A big trend in biomedical giving these days is backing projects that both amass new data and make it widely accessible to researchers. We've been closely tracking such efforts in regard to a number of medical challenges, including autism. 

Now comes a huge initiative to establish the largest ever open-access repository of bioinformatics data on autism. It will be housed at Stanford and made possible with a $9 million gift from the Hartwell Foundation. The bioinformatics data covers more than just genetics. That’s phenotypes, proteomics, metabolomics, genomics, measurements and imaging of brain activity, information on the gut microbiome, blood-based biomarkers, physician narratives, diagnostic test results and treatment protocols.
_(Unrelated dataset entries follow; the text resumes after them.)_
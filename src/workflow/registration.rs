// Copyright (c) 2025 Fabstir
// SPDX-License-Identifier: BUSL-1.1
//! Registration workflow
//!
//! Per unregistered row: upload the document (unless a file id is already
//! recorded), wait for the service to accept it, register it and record the
//! acknowledgment. Every durable step is written back before the next begins,
//! so a rerun resumes where the previous one stopped. A rejected file id is
//! cleared so the rerun uploads the document afresh.

use std::sync::Arc;
use tokio_util::sync::CancellationToken;
use tracing::{error, info, warn};

use super::error::WorkflowError;
use super::poller::{PollError, StatusPoller};
use super::summary::{RowOutcome, RunSummary};
use crate::auth::TokenSession;
use crate::checkpoint::{RegistrationLedger, RegistrationRecord};
use crate::config::PollConfig;
use crate::exchange::{ExchangeApi, FileStatus};
use crate::upload::{RetryPolicy, UploadOrchestrator};

pub struct RegistrationWorkflow {
    api: Arc<dyn ExchangeApi>,
    uploader: UploadOrchestrator,
    poller: StatusPoller,
    cancel: CancellationToken,
}

impl RegistrationWorkflow {
    pub fn new(
        api: Arc<dyn ExchangeApi>,
        poll: PollConfig,
        retry: RetryPolicy,
        cancel: CancellationToken,
    ) -> Self {
        Self {
            uploader: UploadOrchestrator::new(api.clone(), retry),
            poller: StatusPoller::new(api.clone(), poll, cancel.clone()),
            api,
            cancel,
        }
    }

    /// Drive every row of the ledger in table order
    pub async fn run(
        &self,
        ledger: &mut RegistrationLedger,
        session: &mut TokenSession,
    ) -> Result<RunSummary, WorkflowError> {
        let mut summary = RunSummary::default();

        for entry in ledger.records() {
            if self.cancel.is_cancelled() {
                warn!("Registration run cancelled");
                return Err(WorkflowError::Cancelled);
            }

            let mut record = match entry {
                Ok(record) => record,
                Err(e) => {
                    warn!(error = %e, "Skipping malformed row");
                    summary.record(e.row().unwrap_or(0), "", RowOutcome::Failed(e.to_string()));
                    continue;
                }
            };

            if record.is_terminal() {
                summary.record(record.row, record.key(), RowOutcome::Skipped);
                continue;
            }

            let outcome = match self.advance(ledger, session, &mut record).await {
                Ok(outcome) => outcome,
                Err(e) if e.is_fatal() => {
                    error!(row = record.row, document = record.key(), error = %e, "Registration run aborted");
                    return Err(e);
                }
                Err(e) => {
                    warn!(row = record.row, document = record.key(), error = %e, "Registration failed, moving on");
                    RowOutcome::Failed(e.to_string())
                }
            };
            summary.record(record.row, record.key(), outcome);
        }

        info!(summary = %summary, "Registration run finished");
        Ok(summary)
    }

    async fn advance(
        &self,
        ledger: &mut RegistrationLedger,
        session: &mut TokenSession,
        record: &mut RegistrationRecord,
    ) -> Result<RowOutcome, WorkflowError> {
        let file_id = match record.file_id.clone() {
            Some(file_id) => {
                info!(row = record.row, document = record.key(), file_id = %file_id, "Resuming with recorded file id");
                file_id
            }
            None => {
                let path = ledger.resolve_document_path(&record.file_path);
                let report = self
                    .uploader
                    .upload(session, &record.file_reference, &path)
                    .await?;
                ledger.record_file_id(record, &report.file_id)?;
                report.file_id
            }
        };

        let token = session.token().await?;
        match self.poller.wait_for_terminal(&token, &file_id).await {
            Ok(FileStatus::Accepted) => {}
            Ok(status) => {
                warn!(row = record.row, document = record.key(), file_id = %file_id, status = %status, "File was not accepted");
                if status == FileStatus::Rejected {
                    // a rejected file never turns accepted; the next run uploads again
                    ledger.clear_file_id(record)?;
                    return Ok(RowOutcome::Failed(format!(
                        "file {} {}; fix the document and rerun to upload it again",
                        file_id, status
                    )));
                }
                return Ok(RowOutcome::Failed(format!("file {} {}", file_id, status)));
            }
            Err(e @ PollError::Timeout { .. }) => {
                info!(row = record.row, document = record.key(), file_id = %file_id, "File still processing; leaving for a later run");
                return Ok(RowOutcome::Pending(e.to_string()));
            }
            Err(e) => return Err(e.into()),
        }

        let ack_id = self
            .api
            .register_file(&token, &record.attributes(), &file_id)
            .await?;
        ledger.mark_registered(record, &file_id, &ack_id)?;
        Ok(RowOutcome::Completed)
    }
}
The Simons Foundation is one of the collaborators, along with UCLA and the New York Genome Center. The project is called the Hartwell Autism Research and Technology Initiative (iHART), and it will provide the scientific community with something it doesn’t have yet: a centralized, comprehensive repository of autism spectrum disorder (ASD) data. There are data centers, sure, but mostly they focus on genetics. You can learn a lot about autism from genetics, but these researchers want to create a haven where people can find answers to many different questions simultaneously. All data types are integrated, so users can take advantage of the full potential of available data related to autism. Data from nearly five thousand individuals affected with ASD will be cataloged. The initiative will be led by Dennis Wall, Ph.D., an autism researcher at Stanford Medicine.

"Our goal is for iHART's easily accessible computing and analytics platform to enable complex queries that may refine the definitions of autism," said Wall. "We hope iHART will lead the way toward clinical translation of various biomarkers for early detection and therapeutic intervention, and provide a multitude of solutions that help families and their children."